#### Supplied entries
//! Wrapper source generation.
//!
//! The wrapper is a fixed C template with `__DCC_<FIELD>__` placeholders.
//! Every placeholder must name a [`TemplateField`] and every field must be
//! used, so a template edit that drifts from this module fails loudly
//! instead of compiling a half-configured wrapper.

use std::borrow::Cow;
use std::path::Path;
use std::sync::LazyLock;

use hashbrown::HashSet;
use regex::Regex;
use thiserror::Error;

use crate::driver::cli::{Config, MainInterception, SanitizerMode};
use crate::embed::archive;
use crate::toolchain::ToolchainInfo;

pub const TEMPLATE: &str = include_str!("wrapper/main_wrapper.c");

/// Written at high debug levels so the wrapper can be compiled by hand.
pub const DEBUG_WRAPPER_FILE: &str = "dcc_main_wrapper.c";

static PLACEHOLDER_RE: LazyLock<Regex> =
    LazyLock::new(|| Regex::new(r"__DCC_([A-Z0-9_]+?)__").expect("valid regex"));

/// Shared build-farm mount points that must be reached through `/home/`.
static MOUNT_PREFIXES: LazyLock<[Regex; 3]> = LazyLock::new(|| {
    [
        Regex::new(r"/tmp_amd/\w+/\w+ort/\w+/\d+/").expect("valid regex"),
        Regex::new(r"^/tmp_amd/\w+/\w+ort/\d+/").expect("valid regex"),
        Regex::new(r"^/(import|export)/\w+/\d+/").expect("valid regex"),
    ]
});

#[derive(Debug, Error, PartialEq, Eq)]
pub enum TemplateError {
    #[error("wrapper template uses unknown placeholder __DCC_{0}__")]
    UnknownPlaceholder(String),
    #[error("wrapper template never uses __DCC_{0}__")]
    UnusedField(&'static str),
}

#[derive(Debug, Clone, Copy, PartialEq, Eq, Hash)]
pub enum TemplateField {
    Path,
    Sanitizer,
    SanitizerIsAddress,
    SanitizerIsMemory,
    SanitizerIsValgrind,
    LeakCheckYesNo,
    LeakCheck10,
    SuppressionsFile,
    StackUseAfterReturn,
    NoWrapMain,
    MainSymbol,
    ClangVersionMajor,
    ClangVersionMinor,
    EmbedSource,
    EmbeddedArchive,
    MonitorValgrind,
}

impl TemplateField {
    pub const ALL: [TemplateField; 16] = [
        TemplateField::Path,
        TemplateField::Sanitizer,
        TemplateField::SanitizerIsAddress,
        TemplateField::SanitizerIsMemory,
        TemplateField::SanitizerIsValgrind,
        TemplateField::LeakCheckYesNo,
        TemplateField::LeakCheck10,
        TemplateField::SuppressionsFile,
        TemplateField::StackUseAfterReturn,
        TemplateField::NoWrapMain,
        TemplateField::MainSymbol,
        TemplateField::ClangVersionMajor,
        TemplateField::ClangVersionMinor,
        TemplateField::EmbedSource,
        TemplateField::EmbeddedArchive,
        TemplateField::MonitorValgrind,
    ];

    /// Placeholder name between `__DCC_` and `__`.
    pub fn name(self) -> &'static str {
        match self {
            TemplateField::Path => "PATH",
            TemplateField::Sanitizer => "SANITIZER",
            TemplateField::SanitizerIsAddress => "SANITIZER_IS_ADDRESS",
            TemplateField::SanitizerIsMemory => "SANITIZER_IS_MEMORY",
            TemplateField::SanitizerIsValgrind => "SANITIZER_IS_VALGRIND",
            TemplateField::LeakCheckYesNo => "LEAK_CHECK_YES_NO",
            TemplateField::LeakCheck10 => "LEAK_CHECK_1_0",
            TemplateField::SuppressionsFile => "SUPPRESSIONS_FILE",
            TemplateField::StackUseAfterReturn => "STACK_USE_AFTER_RETURN",
            TemplateField::NoWrapMain => "NO_WRAP_MAIN",
            TemplateField::MainSymbol => "MAIN_SYMBOL",
            TemplateField::ClangVersionMajor => "CLANG_VERSION_MAJOR",
            TemplateField::ClangVersionMinor => "CLANG_VERSION_MINOR",
            TemplateField::EmbedSource => "EMBED_SOURCE",
            TemplateField::EmbeddedArchive => "EMBEDDED_ARCHIVE",
            TemplateField::MonitorValgrind => "MONITOR_VALGRIND",
        }
    }

    pub fn from_name(name: &str) -> Option<Self> {
        Self::ALL.into_iter().find(|f| f.name() == name)
    }
}

/// Everything the wrapper is specialised on.
pub struct WrapperValues<'a> {
    pub config: &'a Config,
    pub toolchain: &'a ToolchainInfo,
    /// Driver path as the binary should call it, see [`self_path`].
    pub driver_path: String,
    /// Compressed archive, present when sources are embedded.
    pub archive: Option<&'a [u8]>,
}

fn flag(on: bool) -> Cow<'static, str> {
    Cow::Borrowed(if on { "1" } else { "0" })
}

impl WrapperValues<'_> {
    pub fn value(&self, field: TemplateField) -> Cow<'_, str> {
        let config = self.config;
        match field {
            TemplateField::Path => c_escape(&self.driver_path),
            TemplateField::Sanitizer => Cow::Borrowed(config.sanitizer.as_str()),
            TemplateField::SanitizerIsAddress => flag(config.sanitizer == SanitizerMode::Address),
            TemplateField::SanitizerIsMemory => flag(config.sanitizer == SanitizerMode::Memory),
            TemplateField::SanitizerIsValgrind => flag(config.sanitizer == SanitizerMode::Valgrind),
            TemplateField::LeakCheckYesNo => Cow::Borrowed(if config.leak_check { "yes" } else { "no" }),
            TemplateField::LeakCheck10 => flag(config.leak_check),
            TemplateField::SuppressionsFile => c_escape(&config.suppressions),
            TemplateField::StackUseAfterReturn => flag(config.stack_use_after_return),
            TemplateField::NoWrapMain => flag(config.main_interception == MainInterception::Disabled),
            TemplateField::MainSymbol => Cow::Borrowed(main_symbol(config.main_interception)),
            TemplateField::ClangVersionMajor => Cow::Owned(self.toolchain.compiler_version.major.to_string()),
            TemplateField::ClangVersionMinor => Cow::Owned(self.toolchain.compiler_version.minor.to_string()),
            TemplateField::EmbedSource => flag(self.archive.is_some()),
            TemplateField::EmbeddedArchive => match self.archive {
                Some(bytes) => Cow::Owned(archive::c_array(bytes)),
                None => Cow::Borrowed(""),
            },
            TemplateField::MonitorValgrind => Cow::Owned(self.valgrind_monitor()),
        }
    }

    /// Shell command the valgrind-wrapped program pipes its errors into.
    ///
    /// With an embedded archive the monitor script is unpacked from the
    /// archive written to the command's stdin, so the binary keeps working
    /// without the driver installed.
    fn valgrind_monitor(&self) -> String {
        match self.archive {
            Some(bytes) => format!(
                "python3 -E -c \\\"import os,sys,tarfile,tempfile\\n\\\n\
                 with tempfile.TemporaryDirectory() as temp_dir:\\n\\\n\
                 \x20   tarfile.open(fileobj=sys.stdin.buffer, bufsize={}, mode='r|gz').extractall(temp_dir)\\n\\\n\
                 \x20   os.chdir(temp_dir)\\n\\\n\
                 \x20   exec(open('watch_valgrind.py').read())\\n\\\n\
                 \\\"",
                bytes.len()
            ),
            None => format!("{} --watch-stdin-for-valgrind-errors", c_escape(&self.driver_path)),
        }
    }
}

pub fn main_symbol(strategy: MainInterception) -> &'static str {
    match strategy {
        MainInterception::IfdefReplace => "main",
        MainInterception::LinkerWrap | MainInterception::Disabled => "__wrap_main",
    }
}

/// Escapes text for use inside a C string literal. Control characters
/// become three-digit octal escapes.
fn c_escape(text: &str) -> Cow<'_, str> {
    if !text.chars().any(|c| c == '\\' || c == '"' || c.is_ascii_control()) {
        return Cow::Borrowed(text);
    }
    let mut escaped = String::with_capacity(text.len() + 8);
    for c in text.chars() {
        match c {
            '\\' => escaped.push_str("\\\\"),
            '"' => escaped.push_str("\\\""),
            '\n' => escaped.push_str("\\n"),
            '\t' => escaped.push_str("\\t"),
            c if c.is_ascii_control() => escaped.push_str(&format!("\\{:03o}", c as u32)),
            c => escaped.push(c),
        }
    }
    Cow::Owned(escaped)
}

/// The driver's path with build-farm mount prefixes rewritten to `/home/`.
pub fn self_path(path: &Path) -> String {
    let mut path = path.to_string_lossy().into_owned();
    for prefix in MOUNT_PREFIXES.iter() {
        path = prefix.replace_all(&path, "/home/").into_owned();
    }
    path
}

/// Substitutes every placeholder in `template` in a single pass.
pub fn render(template: &str, values: &WrapperValues<'_>) -> Result<String, TemplateError> {
    let mut out = String::with_capacity(template.len());
    let mut used: HashSet<TemplateField> = HashSet::new();
    let mut last = 0;

    for caps in PLACEHOLDER_RE.captures_iter(template) {
        let (Some(whole), Some(name)) = (caps.get(0), caps.get(1)) else {
            continue;
        };
        let field = TemplateField::from_name(name.as_str())
            .ok_or_else(|| TemplateError::UnknownPlaceholder(name.as_str().to_string()))?;
        out.push_str(&template[last..whole.start()]);
        out.push_str(&values.value(field));
        used.insert(field);
        last = whole.end();
    }
    out.push_str(&template[last..]);

    if let Some(unused) = TemplateField::ALL.into_iter().find(|f| !used.contains(f)) {
        return Err(TemplateError::UnusedField(unused.name()));
    }
    Ok(out)
}

/// Renders the built-in wrapper template.
pub fn wrapper_source(values: &WrapperValues<'_>) -> Result<String, TemplateError> {
    render(TEMPLATE, values)
}

#[cfg(test)]
mod tests_wrapper;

#### Exercise requirements
The answer must consist solely of the number of lines in the listing that include the string "LazyLock".

#### Finished task
4